---- Record excerpts
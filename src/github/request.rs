// Request construction for the GitHub REST API.
// Assembles method, URL, headers and JSON body for each supported operation.

use reqwest::{Method, Url};
use reqwest::header::{
    ACCEPT, AUTHORIZATION, CONTENT_TYPE, HeaderMap, HeaderName, HeaderValue, USER_AGENT,
};

use crate::config::Config;
use crate::error::{HubError, Result};

use super::types::{Content, FileCommit, Signature};

const GITHUB_API_VERSION: &str = "2022-11-28";

/// A fully assembled request, built fresh for every call.
#[derive(Debug, Clone)]
pub struct PreparedRequest {
    pub method: Method,
    pub url: String,
    pub headers: HeaderMap,
    pub body: Option<String>,
    /// Other cached URLs a successful write makes stale.
    pub invalidates: Vec<String>,
}

impl PreparedRequest {
    /// GET and HEAD responses may be stored and revalidated; nothing else may.
    pub fn is_cacheable(&self) -> bool {
        self.method == Method::GET || self.method == Method::HEAD
    }
}

/// Builds [`PreparedRequest`]s for one repository and identity.
#[derive(Debug, Clone)]
pub struct RequestBuilder {
    api_base: Url,
    owner: String,
    repo: String,
    base_headers: HeaderMap,
    commit_message: String,
    author: Signature,
    committer: Signature,
}

impl RequestBuilder {
    pub fn new(config: &Config) -> Result<Self> {
        let mut headers = HeaderMap::new();

        let mut auth = HeaderValue::from_str(&format!("Bearer {}", config.auth_token))
            .map_err(|e| HubError::invalid(format!("auth token: {}", e)))?;
        auth.set_sensitive(true);
        headers.insert(AUTHORIZATION, auth);
        headers.insert(
            ACCEPT,
            HeaderValue::from_static("application/vnd.github+json"),
        );
        headers.insert(
            "X-GitHub-Api-Version",
            HeaderValue::from_static(GITHUB_API_VERSION),
        );
        headers.insert(
            USER_AGENT,
            HeaderValue::from_str(&config.auth_username)
                .map_err(|e| HubError::invalid(format!("user agent: {}", e)))?,
        );
        if let Some(zone) = &config.time_zone {
            headers.insert(
                HeaderName::from_static("time-zone"),
                HeaderValue::from_str(zone)
                    .map_err(|e| HubError::invalid(format!("time zone: {}", e)))?,
            );
        }

        let api_base = Url::parse(config.api_base.trim_end_matches('/'))
            .map_err(|e| HubError::invalid(format!("api_base: {}", e)))?;
        if api_base.cannot_be_a_base() {
            return Err(HubError::invalid(format!("api_base is not a base URL: {}", api_base)));
        }

        Ok(Self {
            api_base,
            owner: config.repository_owner.clone(),
            repo: config.repository_name.clone(),
            base_headers: headers,
            commit_message: config.commit_message.clone(),
            author: Signature::new(config.author_name(), config.author_email()),
            committer: Signature::new(&config.committer_name, &config.committer_email),
        })
    }

    /// GET /user
    pub fn user(&self) -> Result<PreparedRequest> {
        let url = self.endpoint(["user"])?;
        Ok(self.request(Method::GET, url, None))
    }

    /// GET /rate_limit
    pub fn rate_limit(&self) -> Result<PreparedRequest> {
        let url = self.endpoint(["rate_limit"])?;
        Ok(self.request(Method::GET, url, None))
    }

    /// GET /repos/:owner/:repo/readme
    pub fn readme(&self) -> Result<PreparedRequest> {
        Ok(self.request(Method::GET, self.readme_url()?, None))
    }

    /// GET /repos/:owner/:repo/contents/:path
    pub fn content(&self, path: &str) -> Result<PreparedRequest> {
        let url = self.contents_url(validate_path(path)?)?;
        Ok(self.request(Method::GET, url, None))
    }

    /// GET /repos/:owner/:repo/contents, or a directory below it.
    pub fn contents(&self, path: Option<&str>) -> Result<PreparedRequest> {
        let url = self.contents_url(path.unwrap_or_default())?;
        Ok(self.request(Method::GET, url, None))
    }

    /// PUT /repos/:owner/:repo/contents/:path without a sha.
    pub fn create_file(&self, path: &str, encoded: String) -> Result<PreparedRequest> {
        let path = validate_path(path)?;
        let body = FileCommit::create(
            &self.commit_message,
            self.author.clone(),
            self.committer.clone(),
            encoded,
        );
        self.write_request(Method::PUT, path, &body)
    }

    /// PUT /repos/:owner/:repo/contents/:path carrying the current sha.
    pub fn update_file(&self, current: &Content, encoded: String) -> Result<PreparedRequest> {
        let path = validate_path(&current.path)?;
        let body = FileCommit::update(
            &self.commit_message,
            self.author.clone(),
            self.committer.clone(),
            encoded,
            validate_sha(&current.sha)?,
        );
        self.write_request(Method::PUT, path, &body)
    }

    /// DELETE /repos/:owner/:repo/contents/:path carrying the current sha.
    pub fn delete_file(&self, current: &Content) -> Result<PreparedRequest> {
        let path = validate_path(&current.path)?;
        let body = FileCommit::delete(
            &self.commit_message,
            self.author.clone(),
            self.committer.clone(),
            validate_sha(&current.sha)?,
        );
        self.write_request(Method::DELETE, path, &body)
    }

    /// Canonical URL of a content entry; also its cache key.
    /// An empty path names the repository root listing.
    pub fn contents_url(&self, path: &str) -> Result<String> {
        let segments = normalize_path(path).split('/').filter(|s| !s.is_empty());
        self.endpoint(
            ["repos", self.owner.as_str(), self.repo.as_str(), "contents"]
                .into_iter()
                .chain(segments),
        )
    }

    fn readme_url(&self) -> Result<String> {
        self.endpoint(["repos", self.owner.as_str(), self.repo.as_str(), "readme"])
    }

    /// Cached reads made stale by writing `path`: every listing from the
    /// root down to the file's directory, plus the README for README files.
    fn stale_after_write(&self, path: &str) -> Result<Vec<String>> {
        let mut urls = vec![self.contents_url("")?];
        let mut dir = String::new();
        let mut segments: Vec<&str> = path.split('/').filter(|s| !s.is_empty()).collect();
        let file_name = segments.pop().unwrap_or_default();
        for segment in segments {
            if !dir.is_empty() {
                dir.push('/');
            }
            dir.push_str(segment);
            urls.push(self.contents_url(&dir)?);
        }
        if file_name.to_ascii_lowercase().starts_with("readme") {
            urls.push(self.readme_url()?);
        }
        Ok(urls)
    }

    /// Append percent-encoded path segments to the API base.
    fn endpoint<'a>(&self, segments: impl IntoIterator<Item = &'a str>) -> Result<String> {
        let mut url = self.api_base.clone();
        url.path_segments_mut()
            .map_err(|_| HubError::invalid(format!("api_base is not a base URL: {}", self.api_base)))?
            .pop_if_empty()
            .extend(segments);
        Ok(url.into())
    }

    fn request(&self, method: Method, url: String, body: Option<String>) -> PreparedRequest {
        let mut headers = self.base_headers.clone();
        if body.is_some() {
            headers.insert(CONTENT_TYPE, HeaderValue::from_static("application/json"));
        }

        PreparedRequest {
            method,
            url,
            headers,
            body,
            invalidates: Vec::new(),
        }
    }

    fn write_request(
        &self,
        method: Method,
        path: &str,
        body: &FileCommit,
    ) -> Result<PreparedRequest> {
        let json = serde_json::to_string(body)?;
        let mut request = self.request(method, self.contents_url(path)?, Some(json));
        request.invalidates = self.stale_after_write(path)?;
        Ok(request)
    }
}

fn normalize_path(path: &str) -> &str {
    path.trim().trim_matches('/')
}

/// Reject empty repository paths before anything touches the network.
pub fn validate_path(path: &str) -> Result<&str> {
    let path = normalize_path(path);
    if path.is_empty() {
        return Err(HubError::invalid("content path is required"));
    }
    Ok(path)
}

fn validate_sha(sha: &str) -> Result<&str> {
    if sha.trim().is_empty() {
        return Err(HubError::invalid("content sha is required for update and delete"));
    }
    Ok(sha)
}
--------
Task goal:
If a line in the data above contains the string "invalidates", count it; then state only the total.

Solved problem:
3